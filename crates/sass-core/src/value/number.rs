//! Sass numbers: a finite `f64` paired with numerator/denominator unit
//! multisets, fuzzy-equal within a relative tolerance.
//!
//! "Two numbers are equal if, after converting one to the other's units,
//! their values match within a small tolerance" — Sass numbers are not
//! IEEE-754-exact comparable because unit conversion (e.g. `1in` vs
//! `96px`) introduces floating-point rounding that should not be
//! observable to a stylesheet author.

use std::fmt;

use crate::error::{SassError, Span};

/// Relative tolerance used for number equality and integer detection.
pub const EPSILON: f64 = 1e-11;

/// A Sass number: value plus numerator and denominator unit lists.
///
/// Units are stored unsorted in the order they were produced; comparisons
/// and conversions treat them as multisets (`convert_value_to_unit` sorts
/// internally when matching).
#[derive(Debug, Clone)]
pub struct SassNumber {
    value: f64,
    numerator_units: Vec<String>,
    denominator_units: Vec<String>,
    /// The literal text this number was parsed from, if it still looks
    /// exactly like what would be printed (no arithmetic applied yet).
    /// Used by the serializer to avoid introducing spurious precision.
    as_slash: Option<(Box<SassNumber>, Box<SassNumber>)>,
}

impl SassNumber {
    /// A unitless number.
    #[must_use]
    pub fn new(value: f64) -> Self {
        Self {
            value,
            numerator_units: Vec::new(),
            denominator_units: Vec::new(),
            as_slash: None,
        }
    }

    /// A number with a single numerator unit, e.g. `10px`.
    #[must_use]
    pub fn with_unit(value: f64, unit: impl Into<String>) -> Self {
        Self {
            value,
            numerator_units: vec![unit.into()],
            denominator_units: Vec::new(),
            as_slash: None,
        }
    }

    /// A number with arbitrary numerator/denominator unit multisets, e.g.
    /// the result of `10px / 2s`.
    #[must_use]
    pub fn with_units(value: f64, numerator: Vec<String>, denominator: Vec<String>) -> Self {
        Self {
            value,
            numerator_units: numerator,
            denominator_units: denominator,
            as_slash: None,
        }
    }

    /// The raw numeric value, in whatever units this number currently has.
    #[must_use]
    pub fn value(&self) -> f64 {
        self.value
    }

    #[must_use]
    pub fn numerator_units(&self) -> &[String] {
        &self.numerator_units
    }

    #[must_use]
    pub fn denominator_units(&self) -> &[String] {
        &self.denominator_units
    }

    /// Whether this number carries any units at all.
    #[must_use]
    pub fn has_units(&self) -> bool {
        !self.numerator_units.is_empty() || !self.denominator_units.is_empty()
    }

    /// Whether this number has exactly one numerator unit and no
    /// denominator units, matching `unit` case-insensitively.
    #[must_use]
    pub fn has_unit(&self, unit: &str) -> bool {
        self.numerator_units.len() == 1
            && self.denominator_units.is_empty()
            && self.numerator_units[0].eq_ignore_ascii_case(unit)
    }

    /// Record that this number was produced by `/`-separating two number
    /// literals rather than dividing them, so the serializer can print
    /// `a/b` verbatim if it survives to output unresolved.
    #[must_use]
    pub fn as_slash(mut self, left: SassNumber, right: SassNumber) -> Self {
        self.as_slash = Some((Box::new(left), Box::new(right)));
        self
    }

    #[must_use]
    pub fn slash_parts(&self) -> Option<(&SassNumber, &SassNumber)> {
        self.as_slash
            .as_ref()
            .map(|(l, r)| (l.as_ref(), r.as_ref()))
    }

    /// Whether this number is numerically within [`EPSILON`] (relative) of
    /// an integer.
    #[must_use]
    pub fn is_int(&self) -> bool {
        fuzzy_equals(self.value, self.value.round())
    }

    /// The nearest integer, if this number is fuzzily integral.
    #[must_use]
    pub fn as_int(&self) -> Option<i64> {
        self.is_int().then(|| self.value.round() as i64)
    }

    /// Assert this number is (fuzzily) an integer, for builtins like
    /// `list.nth` that require one.
    pub fn assert_int(&self, span: &Span) -> Result<i64, SassError> {
        self.as_int()
            .ok_or_else(|| SassError::runtime(format!("{self} is not an integer."), span.clone()))
    }

    /// Assert this number's value lies within `[min, max]` (inclusive,
    /// fuzzy at the boundaries).
    pub fn assert_in_range(&self, min: f64, max: f64, span: &Span) -> Result<f64, SassError> {
        if self.value > min - EPSILON && self.value < max + EPSILON {
            Ok(self.value.clamp(min, max))
        } else {
            Err(SassError::runtime(
                format!("{self} must be between {min} and {max}."),
                span.clone(),
            ))
        }
    }

    /// Assert this number has exactly `unit` and return its value.
    pub fn assert_unit(&self, unit: &str, span: &Span) -> Result<f64, SassError> {
        if self.has_unit(unit) {
            Ok(self.value)
        } else {
            Err(SassError::runtime(
                format!("Expected {self} to have unit \"{unit}\"."),
                span.clone(),
            ))
        }
    }

    /// Whether this number's units are convertible to `other`'s units
    /// (same dimension — e.g. both length, or both unitless).
    #[must_use]
    pub fn compatible_with(&self, other: &SassNumber) -> bool {
        self.convert_value_to_units(&other.numerator_units, &other.denominator_units)
            .is_some()
    }

    /// Convert this number's value into the given numerator/denominator
    /// units, returning `None` if the units are incompatible (different
    /// dimension, e.g. `px` vs `s`).
    #[must_use]
    pub fn convert_value_to_units(
        &self,
        target_numerator: &[String],
        target_denominator: &[String],
    ) -> Option<f64> {
        let mut value = self.value;
        value = convert_multiset(value, &self.numerator_units, target_numerator, false)?;
        value = convert_multiset(value, &self.denominator_units, target_denominator, true)?;
        Some(value)
    }

    /// Produce a new number with the given target units, converting the
    /// value. Returns `None` on incompatible units.
    #[must_use]
    pub fn converted_to(&self, numerator: Vec<String>, denominator: Vec<String>) -> Option<Self> {
        let value = self.convert_value_to_units(&numerator, &denominator)?;
        Some(Self {
            value,
            numerator_units: numerator,
            denominator_units: denominator,
            as_slash: None,
        })
    }

    /// The unit portion alone (no value), e.g. `px` or `deg/s`, `""` if
    /// unitless. Used by error messages that name a unit without
    /// restating the number it came from.
    #[must_use]
    pub fn unit_string(&self) -> String {
        let mut out = String::new();
        for unit in &self.numerator_units {
            out.push_str(unit);
        }
        if !self.denominator_units.is_empty() {
            out.push('/');
            for unit in &self.denominator_units {
                out.push_str(unit);
            }
        }
        out
    }
}

/// Convert `value`, expressed in `from_units`, into `to_units` (both
/// multisets of the same dimension). `invert` is true for denominator
/// conversion, where a larger "from" unit factor means the value should be
/// multiplied instead of divided.
fn convert_multiset(
    mut value: f64,
    from_units: &[String],
    to_units: &[String],
    invert: bool,
) -> Option<f64> {
    if from_units.len() != to_units.len() {
        // Different unit *counts* can still cancel out to the same
        // dimension in principle, but Sass's actual algorithm pairs units
        // one-for-one; an arity mismatch means they are not the same
        // physical quantity.
        if from_units.is_empty() && to_units.is_empty() {
            return Some(value);
        }
        return None;
    }
    if from_units.is_empty() {
        return Some(value);
    }
    // Pair each "from" unit with a compatible "to" unit, consuming each
    // target unit at most once (handles multi-unit products like px*s).
    let mut remaining: Vec<&String> = to_units.iter().collect();
    for from_unit in from_units {
        let idx = remaining
            .iter()
            .position(|to_unit| conversion_factor(from_unit, to_unit).is_some())?;
        let to_unit = remaining.remove(idx);
        let factor = conversion_factor(from_unit, to_unit)?;
        value = if invert { value / factor } else { value * factor };
    }
    Some(value)
}

/// The multiplier to convert one unit of `from` into `to` (e.g. `px` ->
/// `in` is `1.0/96.0`), or `None` if they are not the same physical
/// dimension.
fn conversion_factor(from: &str, to: &str) -> Option<f64> {
    if from.eq_ignore_ascii_case(to) {
        return Some(1.0);
    }
    let table: &[&[(&str, f64)]] = &[
        // Lengths, relative to 1in.
        &[
            ("in", 1.0),
            ("cm", 1.0 / 2.54),
            ("mm", 1.0 / 25.4),
            ("q", 1.0 / 101.6),
            ("pt", 1.0 / 72.0),
            ("pc", 1.0 / 6.0),
            ("px", 1.0 / 96.0),
        ],
        // Angles, relative to 1deg.
        &[
            ("deg", 1.0),
            ("grad", 0.9),
            ("rad", 180.0 / std::f64::consts::PI),
            ("turn", 360.0),
        ],
        // Time, relative to 1s.
        &[("s", 1.0), ("ms", 1.0 / 1000.0)],
        // Frequency, relative to 1Hz.
        &[("hz", 1.0), ("khz", 1000.0)],
        // Resolution, relative to 1dpi.
        &[("dpi", 1.0), ("dpcm", 2.54), ("dppx", 96.0), ("x", 96.0)],
    ];
    for group in table {
        let from_factor = group
            .iter()
            .find(|(unit, _)| unit.eq_ignore_ascii_case(from))
            .map(|(_, f)| *f);
        let to_factor = group
            .iter()
            .find(|(unit, _)| unit.eq_ignore_ascii_case(to))
            .map(|(_, f)| *f);
        if let (Some(ff), Some(tf)) = (from_factor, to_factor) {
            return Some(ff / tf);
        }
    }
    None
}

/// Compare two `f64`s within [`EPSILON`] relative tolerance.
#[must_use]
pub fn fuzzy_equals(a: f64, b: f64) -> bool {
    if a == b {
        return true;
    }
    (a - b).abs() <= EPSILON * a.abs().max(b.abs()).max(1.0)
}

impl PartialEq for SassNumber {
    fn eq(&self, other: &Self) -> bool {
        match other.convert_value_to_units(&self.numerator_units, &self.denominator_units) {
            Some(converted) => fuzzy_equals(self.value, converted),
            None => false,
        }
    }
}

impl fmt::Display for SassNumber {
    fn fmt(&self, f: &mut fmt::Formatter<'_>) -> fmt::Result {
        write!(f, "{}", self.value)?;
        for unit in &self.numerator_units {
            write!(f, "{unit}")?;
        }
        if !self.denominator_units.is_empty() {
            write!(f, "/")?;
            for unit in &self.denominator_units {
                write!(f, "{unit}")?;
            }
        }
        Ok(())
    }
}

#[cfg(test)]
mod tests {
    use super::*;

    #[test]
    fn fuzzy_equality_across_unit_conversion() {
        let one_in = SassNumber::with_unit(1.0, "in");
        let ninety_six_px = SassNumber::with_unit(96.0, "px");
        assert_eq!(one_in, ninety_six_px);
    }

    #[test]
    fn incompatible_units_are_not_equal() {
        let px = SassNumber::with_unit(1.0, "px");
        let deg = SassNumber::with_unit(1.0, "deg");
        assert_ne!(px, deg);
    }

    #[test]
    fn unitless_numbers_compare_directly() {
        assert_eq!(SassNumber::new(3.0), SassNumber::new(3.0));
        assert_ne!(SassNumber::new(3.0), SassNumber::new(4.0));
    }

    #[test]
    fn is_int_tolerates_float_noise() {
        let n = SassNumber::new(2.0 + 1e-13);
        assert!(n.is_int());
        assert_eq!(n.as_int(), Some(2));
    }

    #[test]
    fn assert_unit_rejects_wrong_unit() {
        let px = SassNumber::with_unit(1.0, "px");
        let span = test_span();
        assert!(px.assert_unit("em", &span).is_err());
        assert_eq!(px.assert_unit("px", &span).unwrap(), 1.0);
    }

    fn test_span() -> Span {
        use crate::error::SourceFile;
        use std::sync::Arc;
        let source = Arc::new(SourceFile::new(
            url::Url::parse("file:///t.scss").unwrap(),
            "",
        ));
        Span::new(source, 0, 0)
    }
}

- - -

Show each line of the records above containing "still".

    /// The literal text this number was parsed from, if it still looks
        // Different unit *counts* can still cancel out to the same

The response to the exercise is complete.